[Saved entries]

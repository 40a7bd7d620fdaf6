// ABOUTME: ChatKit proxy route handlers for the generic, bootstrap, and session-state endpoints
// ABOUTME: Bootstrap and state degrade to offline payloads; the generic route surfaces raw errors
//
// SPDX-License-Identifier: MIT OR Apache-2.0
// Copyright (c) 2025 Pierre Fitness Intelligence

//! ChatKit routes
//!
//! - `POST /api/rag-chatkit` and `GET /api/rag-chatkit[/*]` forward verbatim
//!   and report backend failures as structured errors (no fallback).
//! - `GET /api/rag-chatkit/bootstrap` and `GET /api/rag-chatkit/state` always
//!   answer 200 when the backend is down or erroring, with an offline payload.

use super::relay::{parse_json_body, parse_query, resolve_passthrough, resolve_with_fallback};
use crate::chatkit::{build_offline_bootstrap_state, build_offline_state_response, StateQuery};
use crate::constants::backend_paths;
use crate::errors::AppResult;
use crate::resources::ProxyResources;
use axum::{
    body::Bytes,
    extract::{RawQuery, State},
    http::Uri,
    response::Response,
    routing::{get, post},
    Router,
};
use serde_json::Value;
use std::sync::Arc;
use tracing::info;

/// Path prefix of the generic ChatKit routes on this proxy
const ROUTE_PREFIX: &str = "/api/rag-chatkit";

/// ChatKit routes handler
pub struct RagChatKitRoutes;

impl RagChatKitRoutes {
    /// Create all ChatKit proxy routes
    pub fn routes(resources: Arc<ProxyResources>) -> Router {
        Router::new()
            .route(
                ROUTE_PREFIX,
                post(Self::handle_chatkit_post).get(Self::handle_chatkit_get),
            )
            .route("/api/rag-chatkit/bootstrap", get(Self::handle_bootstrap))
            .route("/api/rag-chatkit/state", get(Self::handle_state))
            .route("/api/rag-chatkit/*path", get(Self::handle_chatkit_get))
            .with_state(resources)
    }

    /// Forward an arbitrary JSON body to the backend ChatKit endpoint
    async fn handle_chatkit_post(
        State(resources): State<Arc<ProxyResources>>,
        body: Bytes,
    ) -> AppResult<Response> {
        let payload: Value = parse_json_body(&body)?;
        info!("Forwarding ChatKit request to RAG backend");

        let result = resources
            .backend
            .post_json(backend_paths::RAG_CHATKIT, &payload)
            .await;
        Ok(resolve_passthrough(&resources, "rag-chatkit", result))
    }

    /// Forward a GET under `/api/rag-chatkit`, preserving subpath and query
    async fn handle_chatkit_get(
        State(resources): State<Arc<ProxyResources>>,
        uri: Uri,
        RawQuery(query): RawQuery,
    ) -> Response {
        let subpath = uri.path().strip_prefix(ROUTE_PREFIX).unwrap_or_default();
        let backend_path = format!("{}{subpath}", backend_paths::RAG_CHATKIT);
        info!(backend_path = %backend_path, "Forwarding ChatKit GET to RAG backend");

        let result = resources
            .backend
            .get(&backend_path, query.as_deref())
            .await;
        resolve_passthrough(&resources, "rag-chatkit", result)
    }

    /// Fetch bootstrap state, degrading to the offline bootstrap payload
    async fn handle_bootstrap(State(resources): State<Arc<ProxyResources>>) -> Response {
        let result = resources
            .backend
            .get(backend_paths::RAG_CHATKIT_BOOTSTRAP, None)
            .await;
        resolve_with_fallback(
            &resources,
            "rag-chatkit/bootstrap",
            result,
            build_offline_bootstrap_state,
            |live| live,
        )
    }

    /// Fetch session state for a thread, degrading to the offline state payload
    async fn handle_state(
        State(resources): State<Arc<ProxyResources>>,
        uri: Uri,
    ) -> AppResult<Response> {
        let query: StateQuery = parse_query(&uri)?;
        let thread_id = query.required_thread_id()?;

        let result = resources
            .backend
            .get_with_params(backend_paths::RAG_CHATKIT_STATE, &[("thread_id", thread_id)])
            .await;
        Ok(resolve_with_fallback(
            &resources,
            "rag-chatkit/state",
            result,
            || build_offline_state_response(thread_id),
            |live| live,
        ))
    }
}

### Problem to solve
Stopping at the line containing "errors (no fallback).", please repeat exactly every line from the very start of the entries, that line included, and nothing more.

### Solution to this problem
repository 40a7bd7d620fdaf6
// ABOUTME: ChatKit proxy route handlers for the generic, bootstrap, and session-state endpoints
// ABOUTME: Bootstrap and state degrade to offline payloads; the generic route surfaces raw errors
//
// SPDX-License-Identifier: MIT OR Apache-2.0
// Copyright (c) 2025 Pierre Fitness Intelligence

//! ChatKit routes
//!
//! - `POST /api/rag-chatkit` and `GET /api/rag-chatkit[/*]` forward verbatim
//!   and report backend failures as structured errors (no fallback).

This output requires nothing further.